What you are asked to do =
Lines of the data that contain the word "label" are the ones to copy.

Records from a dataset

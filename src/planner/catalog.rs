use std::fmt;

use crate::models::{CatalogItem, FoodGroup};
use crate::planner::constants::*;

/// Age band used to pick catalog subsets.
#[derive(Debug, Clone, Copy, PartialEq, Eq)]
pub enum AgeTier {
    Toddler,
    YoungChild,
    Preteen,
    Teen,
}

impl AgeTier {
    /// Classify an age. Ages under 3 are treated as toddlers.
    pub fn from_age(age: u32) -> Self {
        match age {
            0..=TODDLER_MAX_AGE => AgeTier::Toddler,
            _ if age <= YOUNG_CHILD_MAX_AGE => AgeTier::YoungChild,
            _ if age <= PRETEEN_MAX_AGE => AgeTier::Preteen,
            _ => AgeTier::Teen,
        }
    }

    pub fn label(&self) -> &'static str {
        match self {
            AgeTier::Toddler => "toddler (3-5)",
            AgeTier::YoungChild => "young child (6-9)",
            AgeTier::Preteen => "preteen (10-12)",
            AgeTier::Teen => "teen (13+)",
        }
    }
}

impl fmt::Display for AgeTier {
    fn fmt(&self, f: &mut fmt::Formatter<'_>) -> fmt::Result {
        f.write_str(self.label())
    }
}

/// Candidate items for each food group at one age.
#[derive(Debug, Clone, Default)]
pub struct MealOptions {
    pub mains: Vec<CatalogItem>,
    pub fruits: Vec<CatalogItem>,
    pub vegetables: Vec<CatalogItem>,
    pub snacks: Vec<CatalogItem>,
    pub drinks: Vec<CatalogItem>,
}

impl MealOptions {
    pub fn group(&self, group: FoodGroup) -> &[CatalogItem] {
        match group {
            FoodGroup::Main => &self.mains,
            FoodGroup::Fruit => &self.fruits,
            FoodGroup::Vegetable => &self.vegetables,
            FoodGroup::Snack => &self.snacks,
            FoodGroup::Drink => &self.drinks,
        }
    }
}

/// Age-appropriate catalog for a child.
pub fn meals_for_age(age: u32) -> MealOptions {
    let tier = AgeTier::from_age(age);
    MealOptions {
        mains: mains(tier),
        fruits: fruits(tier),
        vegetables: vegetables(tier),
        snacks: snacks(tier),
        drinks: drinks(tier),
    }
}

/// The allergen-free staple for a group.
pub fn staple(group: FoodGroup) -> CatalogItem {
    let (name, description, calories, prep_time) = match group {
        FoodGroup::Main => STAPLE_MAIN,
        FoodGroup::Fruit => STAPLE_FRUIT,
        FoodGroup::Vegetable => STAPLE_VEGETABLE,
        FoodGroup::Snack => STAPLE_SNACK,
        FoodGroup::Drink => STAPLE_DRINK,
    };
    CatalogItem::new(name, description, calories, &[], prep_time)
}

fn mains(tier: AgeTier) -> Vec<CatalogItem> {
    match tier {
        AgeTier::Toddler => vec![
            CatalogItem::new(
                "PB&J Sandwich (Cut into Quarters)",
                "Simple peanut butter and jelly sandwich cut into small, manageable pieces.",
                280,
                &["peanuts", "wheat"],
                "3-5 mins",
            ),
            CatalogItem::new(
                "Cheese & Crackers Plate",
                "Small cheese cubes with whole grain crackers.",
                220,
                &["dairy", "wheat"],
                "2 mins",
            ),
            CatalogItem::new(
                "Mini Turkey Wrap",
                "Small tortilla with turkey and mild cheese.",
                240,
                &["dairy", "wheat"],
                "4 mins",
            ),
        ],
        AgeTier::YoungChild => vec![
            CatalogItem::new(
                "Turkey & Cheese Sandwich",
                "Classic sandwich with lean turkey and cheese.",
                320,
                &["dairy", "wheat"],
                "5 mins",
            ),
            CatalogItem::new(
                "Pasta Salad with Vegetables",
                "Cold pasta with colorful vegetables and light dressing.",
                290,
                &["wheat"],
                "10 mins (prep night before)",
            ),
            CatalogItem::new(
                "Quesadilla Triangles",
                "Cheese quesadilla cut into triangles.",
                310,
                &["dairy", "wheat"],
                "7 mins",
            ),
        ],
        AgeTier::Preteen | AgeTier::Teen => vec![
            CatalogItem::new(
                "Chicken Wrap with Veggies",
                "Tortilla wrap with grilled chicken and fresh vegetables.",
                380,
                &["wheat"],
                "8 mins",
            ),
            CatalogItem::new(
                "Tuna Sandwich on Whole Grain",
                "Tuna mixed with light mayo on whole grain bread.",
                340,
                &["fish", "wheat", "eggs"],
                "7 mins",
            ),
            CatalogItem::new(
                "Quinoa Salad with Beans",
                "Protein-packed quinoa salad with beans and vegetables.",
                if tier == AgeTier::Teen { 420 } else { 360 },
                &[],
                "15 mins (prep night before)",
            ),
        ],
    }
}

fn snacks(tier: AgeTier) -> Vec<CatalogItem> {
    match tier {
        AgeTier::Toddler => vec![
            CatalogItem::new(
                "Animal Crackers",
                "Fun animal-shaped crackers.",
                120,
                &["wheat"],
                "1 min",
            ),
            CatalogItem::new(
                "Yogurt Tube",
                "Kid-friendly yogurt in a tube.",
                90,
                &["dairy"],
                "1 min",
            ),
        ],
        AgeTier::YoungChild | AgeTier::Preteen => vec![
            CatalogItem::new(
                "Granola Bar",
                "Whole grain granola bar with light sweetness.",
                140,
                &["nuts", "wheat"],
                "1 min",
            ),
            CatalogItem::new(
                "String Cheese",
                "Fun-to-eat string cheese stick.",
                80,
                &["dairy"],
                "1 min",
            ),
        ],
        AgeTier::Teen => vec![
            CatalogItem::new(
                "Trail Mix",
                "Energy-boosting mix of nuts, seeds, and dried fruit.",
                200,
                &["nuts"],
                "1 min",
            ),
            CatalogItem::new(
                "Protein Bar",
                "Protein-rich bar to support active teens.",
                220,
                &["nuts", "soy"],
                "1 min",
            ),
        ],
    }
}

/// Shared fruit list; portion wording and calories scale by tier.
fn fruits(tier: AgeTier) -> Vec<CatalogItem> {
    let toddler = tier == AgeTier::Toddler;
    let young = tier == AgeTier::YoungChild;
    let by_tier = |small: u32, medium: u32, large: u32| {
        if toddler {
            small
        } else if young {
            medium
        } else {
            large
        }
    };

    vec![
        CatalogItem::new(
            "Apple Slices",
            format!("{} sliced apple.", if toddler { "Thinly" } else { "Medium" }),
            by_tier(40, 60, 80),
            &[],
            "2 mins",
        ),
        CatalogItem::new(
            "Banana",
            format!("{} banana.", if toddler { "Half" } else { "Whole" }),
            by_tier(45, 90, 105),
            &[],
            "1 min",
        ),
        CatalogItem::new(
            "Berries Mix",
            format!(
                "{} portion of mixed berries.",
                if toddler {
                    "Small"
                } else if young {
                    "Medium"
                } else {
                    "Large"
                }
            ),
            by_tier(30, 50, 70),
            &[],
            "2 mins",
        ),
        CatalogItem::new(
            "Orange Segments",
            format!(
                "{} orange cut into easy-to-eat segments.",
                if toddler { "Small" } else { "Regular" }
            ),
            by_tier(35, 60, 80),
            &[],
            "3 mins",
        ),
        CatalogItem::new(
            "Grapes",
            if toddler {
                "Cut in half grapes (cut for safety)."
            } else {
                "Whole grapes (washed and ready to eat)."
            },
            by_tier(30, 55, 75),
            &[],
            if toddler { "4 mins" } else { "2 mins" },
        ),
    ]
}

fn vegetables(tier: AgeTier) -> Vec<CatalogItem> {
    let toddler = tier == AgeTier::Toddler;
    let cut = if toddler { "Thin" } else { "Regular" };

    vec![
        CatalogItem::new(
            "Carrot Sticks",
            if toddler {
                "Thin carrot sticks with dip.".to_string()
            } else {
                "Regular carrot sticks.".to_string()
            },
            if toddler { 25 } else { 35 },
            &[],
            "3 mins",
        ),
        CatalogItem::new(
            "Cucumber Slices",
            format!("{cut} cucumber slices."),
            15,
            &[],
            "2 mins",
        ),
        CatalogItem::new(
            "Cherry Tomatoes",
            format!(
                "{} cherry tomatoes.",
                if toddler { "Cut in quarters" } else { "Whole" }
            ),
            20,
            &[],
            if toddler { "3 mins" } else { "1 min" },
        ),
        CatalogItem::new(
            "Bell Pepper Strips",
            format!("{cut} bell pepper strips."),
            20,
            &[],
            "3 mins",
        ),
        CatalogItem::new(
            "Edamame",
            format!(
                "{} portion of edamame.",
                if toddler { "Small" } else { "Regular" }
            ),
            if toddler { 50 } else { 90 },
            &["soy"],
            "2 mins",
        ),
    ]
}

fn drinks(tier: AgeTier) -> Vec<CatalogItem> {
    let milk = match tier {
        AgeTier::Toddler => ("Whole milk.", 100),
        AgeTier::YoungChild => ("2% milk.", 90),
        AgeTier::Preteen => ("2% milk.", 80),
        AgeTier::Teen => ("Low-fat milk.", 80),
    };

    let mut drinks = vec![
        CatalogItem::new(
            "Water",
            "Hydrating water in a reusable bottle.",
            0,
            &[],
            "1 min",
        ),
        CatalogItem::new("Milk", milk.0, milk.1, &["dairy"], "1 min"),
    ];

    if tier != AgeTier::Toddler {
        drinks.push(CatalogItem::new(
            "Fruit-Infused Water",
            "Water with a splash of natural fruit juice.",
            15,
            &[],
            "2 mins",
        ));
    }

    if matches!(tier, AgeTier::Preteen | AgeTier::Teen) {
        drinks.push(CatalogItem::new(
            "Smoothie",
            "Fruit and yogurt smoothie in a thermos.",
            if tier == AgeTier::Teen { 180 } else { 150 },
            &["dairy"],
            "5 mins",
        ));
    }

    drinks
}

Solution to this task =
    pub fn label(&self) -> &'static str {
        f.write_str(self.label())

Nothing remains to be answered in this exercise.